ESB workers are likely to begin legal action against the State-owned energy company within days as the row over a €1.6 billion shortfall in their pension pot deepened yesterday.
It has also emerged that the scheme’s trustees wrote to the company expressing concern about proposals to pay the Government a special dividend of €400 million in light of the fund’s problems.
The State company’s pension plan has liabilities of more than €5 billion but assets of around €3.5 billion, a shortfall that would leave current employees with just 3 per cent of their salary if it were wound up, effectively wiping out their investment.
Dividend
Four workers have pledged to take court action to halt the payment of both a €78 million dividend, approved by the company at its annual general meeting yesterday, and the special dividend, which will be made next year following the planned sale of some of its power plants.
Speaking at a protest outside the ESB’s HQ in Dublin yesterday, one of the four, Owen Kilmurray, said that they would “definitely” proceed with their legal action if it approved the €78 million dividend.
The company confirmed that the meeting did approve the dividend, and it is understood that the four, Mr Kilmurray and his colleagues, Brian Baitson, William Flavin and Margaret O’Connor, will issue a plenary summons, officially beginning their legal action against the company, within days.
They argue that the dividend approved at yesterday’s agm is unlawful as the company’s accounts for 2012 fail to provide for the pension shortfall.

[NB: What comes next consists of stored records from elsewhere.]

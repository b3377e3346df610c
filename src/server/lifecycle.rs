//! Server startup and graceful shutdown.
//!
//! ```text
//! Stopped ─bind─▶ Starting ─▶ Running ─shutdown─▶ Draining ─▶ Stopped
//! ```
//!
//! The current state is published on a watch channel that every connection
//! holds. `Draining` tells connections to finish their current response and
//! close. `Stopped`, published after the drain deadline, makes any remaining
//! connection drop its socket immediately.

use std::future::Future;
use std::net::SocketAddr;
use std::sync::Arc;
use std::time::Duration;

use tokio::net::TcpStream;
use tokio::sync::watch;
use tokio::time::timeout;
use tracing::{info, warn};

use crate::config::{DispatchMode, ServerConfig};
use crate::error::ServerError;
use crate::http::connection::ServeContext;
use crate::server::dispatcher::{Dispatcher, PoolDispatcher, SpawnDispatcher};
use crate::server::listener::Acceptor;
use crate::server::tracker::ConnectionTracker;

/// Time granted to force-closed connections to release their slots.
const FORCE_CLOSE_GRACE: Duration = Duration::from_secs(1);

#[derive(Debug, Clone, Copy, PartialEq, Eq)]
pub enum LifecycleState {
    Stopped,
    Starting,
    Running,
    Draining,
}

/// True once shutdown has begun.
pub fn is_draining(rx: &watch::Receiver<LifecycleState>) -> bool {
    matches!(*rx.borrow(), LifecycleState::Draining | LifecycleState::Stopped)
}

/// Resolves when shutdown begins. Never resolves if the server is gone.
pub async fn draining(rx: &mut watch::Receiver<LifecycleState>) {
    let started = rx
        .wait_for(|s| matches!(s, LifecycleState::Draining | LifecycleState::Stopped))
        .await
        .is_ok();
    if !started {
        std::future::pending::<()>().await;
    }
}

/// Resolves when remaining connections must be dropped.
pub async fn stopped(rx: &mut watch::Receiver<LifecycleState>) {
    if rx.wait_for(|s| *s == LifecycleState::Stopped).await.is_err() {
        std::future::pending::<()>().await;
    }
}

pub struct Server {
    config: Arc<ServerConfig>,
    state: watch::Sender<LifecycleState>,
}

impl Server {
    pub fn new(config: ServerConfig) -> Self {
        let (state, _) = watch::channel(LifecycleState::Stopped);
        Self {
            config: Arc::new(config),
            state,
        }
    }

    pub fn state(&self) -> LifecycleState {
        *self.state.borrow()
    }

    pub fn subscribe(&self) -> watch::Receiver<LifecycleState> {
        self.state.subscribe()
    }

    /// Binds the listening socket.
    pub async fn bind(self) -> Result<BoundServer, ServerError> {
        transition(&self.state, LifecycleState::Starting);

        let acceptor = match Acceptor::bind(&self.config) {
            Ok(acceptor) => acceptor,
            Err(e) => {
                transition(&self.state, LifecycleState::Stopped);
                return Err(e);
            }
        };

        Ok(BoundServer {
            config: self.config,
            state: self.state,
            acceptor,
            tracker: ConnectionTracker::new(),
        })
    }
}

/// A server whose socket is bound but which is not yet accepting.
pub struct BoundServer {
    config: Arc<ServerConfig>,
    state: watch::Sender<LifecycleState>,
    acceptor: Acceptor,
    tracker: ConnectionTracker,
}

impl BoundServer {
    pub fn local_addr(&self) -> SocketAddr {
        self.acceptor.local_addr()
    }

    pub fn state(&self) -> LifecycleState {
        *self.state.borrow()
    }

    pub fn subscribe(&self) -> watch::Receiver<LifecycleState> {
        self.state.subscribe()
    }

    /// Handle on the in-flight connection count.
    pub fn tracker(&self) -> ConnectionTracker {
        self.tracker.clone()
    }

    /// Serves until `shutdown` resolves, then drains and stops.
    pub async fn run_until<F>(self, shutdown: F) -> Result<(), ServerError>
    where
        F: Future<Output = ()>,
    {
        let BoundServer {
            config,
            state,
            acceptor,
            tracker,
        } = self;

        let ctx = Arc::new(ServeContext::new(Arc::clone(&config)));
        let dispatcher: Box<dyn Dispatcher> = match config.dispatch {
            DispatchMode::Task => Box::new(SpawnDispatcher::new(tracker.clone(), config.max_connections)),
            DispatchMode::Pool => Box::new(PoolDispatcher::<TcpStream>::new(
                config.max_connections,
                config.queue_capacity,
                tracker.clone(),
            )),
        };

        transition(&state, LifecycleState::Running);
        info!(
            address = %acceptor.local_addr(),
            root = %config.root.display(),
            dispatch = ?config.dispatch,
            max_connections = config.max_connections,
            "Serving HTTP"
        );

        acceptor
            .run(dispatcher.as_ref(), ctx, state.subscribe(), shutdown)
            .await;

        transition(&state, LifecycleState::Draining);
        // Lets pool workers exit once the queue is empty.
        drop(dispatcher);

        info!(in_flight = tracker.active(), deadline = ?config.drain_timeout, "Draining connections");
        if timeout(config.drain_timeout, tracker.wait_idle()).await.is_err() {
            warn!(remaining = tracker.active(), "Drain deadline passed, closing remaining connections");
        }

        transition(&state, LifecycleState::Stopped);
        if timeout(FORCE_CLOSE_GRACE, tracker.wait_idle()).await.is_err() {
            warn!(remaining = tracker.active(), "Connections still open after forced close");
        }

        info!("Server stopped");
        Ok(())
    }
}

fn transition(state: &watch::Sender<LifecycleState>, next: LifecycleState) {
    let previous = state.send_replace(next);
    tracing::debug!(from = ?previous, to = ?next, "Lifecycle transition");
}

The ESB’s annual report describes the scheme as a defined contribution plan, which means that the company believes it is not liable for any shortfall.
Shortfall
A letter from their lawyers, Dublin firm Byrne Wallace, to the company warns that they will seek the repayment of any dividend to the company and orders demanding that the ESB take steps to deal with the shortfall.
Addressing yesterday's demonstration, Brendan Ogle, head of the ESB's group of unions, said that workers would take any necessary "legal, political and industrial action" to protect their pension fund's assets.
Mr Ogle told the gathering, organised by a workers’ group, Concerned ESB Active Pension Fund Members, that the plan to sell some of the group’s stakes in power plants in Spain and Britain as well as some Irish facilities, to fund the special dividend, meant that the Government, the ESB’s owner, was stripping assets that could be used to underpin the fund.
It is understood that the scheme’s trustees, chaired by Tony Donnelly, have written to the company expressing their concern about this plan.
Liabilities
The shortfall is based on the minimum funding standard laid down by the Pensions Board, which calculates a scheme's liabilities in the event of it being wound up.
The ESB says the scheme’s actuaries have confirmed that it has the funds to meet its liabilities as they fall due.